Evolution and functional differentiation of recently diverged phytochelatin synthase genes from Arundo donax L.

Phytochelatin synthases (PCS) play pivotal roles in the detoxification of heavy metals and metalloids in plants (1). Despite such relevance, little information on the evolution of recently duplicated PCS genes in plant species is available. Here we characterize the evolution and functional differentiation of three PCS genes from the giant reed (Arundo donax L.), a biomass/bioenergy crop with remarkable resistance to cadmium (Cd) and other heavy metals (2). Phylogenetic reconstruction with PCS genes from fully sequenced monocotyledonous genomes indicates (3) that the three A. donax PCS, namely AdPCS1-3, form a monophyletic clade (Fig. 1).

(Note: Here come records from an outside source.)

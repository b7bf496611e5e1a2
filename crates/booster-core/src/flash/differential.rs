//! Differential sector rewrite
//!
//! Flash cells wear out and programming is slow, so the image is written
//! sector by sector and only sectors whose contents actually differ are
//! erased and reprogrammed. A typical update touches a minority of the
//! window.

use crate::device::{busy_wait, SpiFlash, StatusIndicator};
use crate::geometry::{FlashGeometry, ERASE_SECTOR_SIZE};

use super::operations::{erase_sector, program_page};

/// First value of the progress colour wheel
const TICK_START: u8 = 80;

/// Colour wheel advance per programmed page
const TICK_STEP: u8 = 10;

/// Statistics from a differential rewrite
#[derive(Debug, Clone, Copy, Default, PartialEq, Eq)]
pub struct RewriteStats {
    /// Sectors compared against the image
    pub sectors_checked: usize,
    /// Sectors already matching, left untouched
    pub sectors_skipped: usize,
    /// Sectors erased and reprogrammed
    pub sectors_erased: usize,
    /// Page program commands issued
    pub pages_programmed: usize,
    /// Bytes programmed
    pub bytes_programmed: usize,
}

impl RewriteStats {
    /// Whether any erase or program was issued
    pub fn flash_modified(&self) -> bool {
        self.sectors_erased > 0
    }
}

/// Make flash `[0, min(image.len(), limit))` equal to `image`
///
/// The controller must already be in direct access mode. Each sector is
/// read back through the memory map once the chip is idle (switching modes
/// around the read), compared with the matching image slice and, only if it
/// differs, erased and programmed page by page. Image bytes at or past `limit` are not
/// written.
pub fn rewrite<F, I>(flash: &mut F, indicator: &mut I, image: &[u8], limit: u32) -> RewriteStats
where
    F: SpiFlash + ?Sized,
    I: StatusIndicator + ?Sized,
{
    let geo = FlashGeometry::FIXED;
    let end = image.len().min(limit as usize);
    let mut scratch = [0u8; ERASE_SECTOR_SIZE];
    let mut stats = RewriteStats::default();
    let mut tick = TICK_START;

    log::info!(
        "Rewriting {} bytes ({} sectors) of flash",
        end,
        geo.sectors_for(end)
    );

    for (index, want) in image[..end].chunks(geo.erase_sector_size).enumerate() {
        let sector_addr = (index * geo.erase_sector_size) as u32;
        let have = &mut scratch[..want.len()];
        stats.sectors_checked += 1;

        // The last page program may still be running
        busy_wait(flash);
        flash.set_direct_access(false);
        flash.read_mapped(sector_addr, have);
        flash.set_direct_access(true);

        if have == want {
            log::trace!("Sector 0x{:08X} unchanged", sector_addr);
            stats.sectors_skipped += 1;
            continue;
        }

        log::debug!("Sector 0x{:08X} differs, rewriting", sector_addr);
        erase_sector(flash, sector_addr);
        stats.sectors_erased += 1;

        for (page, data) in want.chunks(geo.program_page_size).enumerate() {
            tick = tick.wrapping_add(TICK_STEP);
            indicator.tick(tick);
            program_page(
                flash,
                sector_addr + (page * geo.program_page_size) as u32,
                data,
            );
            stats.pages_programmed += 1;
            stats.bytes_programmed += data.len();
        }
    }

    log::info!(
        "Rewrite done: {} sectors erased, {} skipped, {} bytes programmed",
        stats.sectors_erased,
        stats.sectors_skipped,
        stats.bytes_programmed
    );
    stats
}
//! Collaborator trait definitions
//!
//! Everything here is synchronous. The device has a single thread of
//! control and nothing to yield to, so "waiting" always means spin-polling
//! a busy bit.

use crate::hash::ImageMetadata;

/// SPI flash controller with memory-mapped and direct (bit-banged) modes
///
/// The controller cannot serve memory-mapped reads and raw SPI commands at
/// the same time. Erase, program and identity reads require direct access;
/// [`read_mapped`](SpiFlash::read_mapped) requires it to be off.
///
/// Erase and program only *start* an operation. Callers must poll
/// [`is_busy`](SpiFlash::is_busy) (see [`busy_wait`]) before issuing the
/// next command.
pub trait SpiFlash {
    /// Whether the chip is still executing an erase or program
    fn is_busy(&mut self) -> bool;

    /// Start erasing the sector containing `addr`
    fn begin_erase(&mut self, addr: u32);

    /// Start programming `data` at `addr`
    ///
    /// `data` never crosses a program page boundary.
    fn begin_write(&mut self, addr: u32, data: &[u8]);

    /// Read the chip identity over direct access
    fn read_id(&mut self) -> u32;

    /// Enable or disable direct access (disabling re-enables memory mapping)
    fn set_direct_access(&mut self, enabled: bool);

    /// Copy flash contents at flash offset `addr` through the memory map
    fn read_mapped(&mut self, addr: u32, buf: &mut [u8]);
}

/// Visual state of the RGB status indicator
#[derive(Debug, Clone, Copy, PartialEq, Eq, Default)]
pub enum IndicatorMode {
    /// Waiting for, or validating, an upload
    #[default]
    Idle,
    /// A terminal error occurred
    Error,
    /// Committing the update
    Writing,
}

/// RGB status indicator. Purely observational.
pub trait StatusIndicator {
    /// Switch to a new indicator pattern
    fn set_mode(&mut self, mode: IndicatorMode);

    /// Advance the progress colour wheel to `value`
    fn tick(&mut self, value: u8);
}

/// Timer and reboot controller
pub trait Platform {
    /// Block for `ms` milliseconds
    fn delay_ms(&mut self, ms: u32);

    /// Warm-boot into the image at `image_index`
    ///
    /// On hardware this never returns. Emulations record the request and
    /// return so the caller can observe the final state.
    fn reboot(&mut self, image_index: u8);
}

/// The RAM window the host upload stages an image into
///
/// Once [`is_ready`](UploadWindow::is_ready) returns true the uploader must
/// not touch the window again; the updater relies on the bytes staying put
/// until they have been hashed and copied.
pub trait UploadWindow {
    /// Whether the host has finished staging an image
    fn is_ready(&self) -> bool;

    /// Declared image length in bytes
    fn image_length(&self) -> u32;

    /// Digest metadata published alongside the image
    fn metadata(&self) -> ImageMetadata;

    /// Flash identity recorded while the flash was still memory-mapped
    fn mapped_spi_id(&self) -> u32;

    /// The whole staging window, starting at the first image byte
    fn source(&self) -> &[u8];
}

/// Wait for the flash to finish any pending operation
pub fn busy_wait<F: SpiFlash + ?Sized>(flash: &mut F) {
    while flash.is_busy() {
        core::hint::spin_loop();
    }
}

/// Value written to the reboot control register to boot `image_index`
pub const fn reboot_ctrl_value(image_index: u8) -> u8 {
    0xac | (image_index & 3)
}

/// Spin forever
///
/// Used after a terminal error: the device stays inert until it is power
/// cycled or recovered over the debug interface.
pub fn halt() -> ! {
    loop {
        core::hint::spin_loop();
    }
}

#[cfg(test)]
mod tests {
    use super::*;

    struct CountdownFlash {
        busy_polls: u32,
        polls: u32,
    }

    impl SpiFlash for CountdownFlash {
        fn is_busy(&mut self) -> bool {
            self.polls += 1;
            if self.busy_polls == 0 {
                return false;
            }
            self.busy_polls -= 1;
            true
        }
        fn begin_erase(&mut self, _addr: u32) {}
        fn begin_write(&mut self, _addr: u32, _data: &[u8]) {}
        fn read_id(&mut self) -> u32 {
            0
        }
        fn set_direct_access(&mut self, _enabled: bool) {}
        fn read_mapped(&mut self, _addr: u32, _buf: &mut [u8]) {}
    }

    #[test]
    fn test_busy_wait_polls_until_idle() {
        let mut flash = CountdownFlash {
            busy_polls: 3,
            polls: 0,
        };
        busy_wait(&mut flash);
        assert_eq!(flash.polls, 4);

        busy_wait(&mut flash);
        assert_eq!(flash.polls, 5);
    }

    #[test]
    fn test_reboot_ctrl_value() {
        assert_eq!(reboot_ctrl_value(0), 0xac);
        assert_eq!(reboot_ctrl_value(2), 0xae);
        assert_eq!(reboot_ctrl_value(3), 0xaf);
        // Only the low two bits select the image
        assert_eq!(reboot_ctrl_value(6), 0xae);
    }
}
//! CLI command implementations
//!
//! - `prepare` turns a raw bitstream into an install payload
//! - `inspect` checks a payload the way the updater will
//! - `simulate` runs the updater against an emulated flash chip

mod inspect;
mod prepare;
mod simulate;

pub use inspect::run_inspect;
pub use prepare::run_prepare;
pub use simulate::{run_simulate, SimulateArgs};

use booster_core::hash::MetadataRecord;

use crate::error::{CliError, Result};

/// Split an install payload into its record and image bytes
///
/// The image slice holds exactly the declared number of bytes.
fn split_package(payload: &[u8]) -> Result<(MetadataRecord, &[u8])> {
    let (record, image) = MetadataRecord::parse(payload).ok_or(CliError::TruncatedPackage)?;
    let declared = record.image_length();
    let image = image
        .get(..declared as usize)
        .ok_or(CliError::LengthMismatch {
            declared,
            actual: image.len(),
        })?;
    Ok((record, image))
}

AdPCS1-3 genes are expressed at low levels in many A. donax organs and, in particular, display different levels of Cdresponsive expression in roots (Fig. 2). Overexpression of AdPCS1-3 in Arabidopsis thaliana and yeast reproduces the phenotype of functional PCS genes (4). Mass-spectrometry analyses confirm that AdPCS1-3 are all functional enzymes, but also evidence significant differences in the amount of the phytochelatins synthesized (Fig. 3). Moreover, heterogeneous evolutionary rates characterize the AdPCS1-3 genes, indicative of relaxed natural selection (5). These results highlight the elevated functional differentiation of A. donax PCS genes from both a transcriptional and an enzymatic point of view, providing evidence of the high evolvability of PCS genes and of plant responsiveness to heavy metal stress.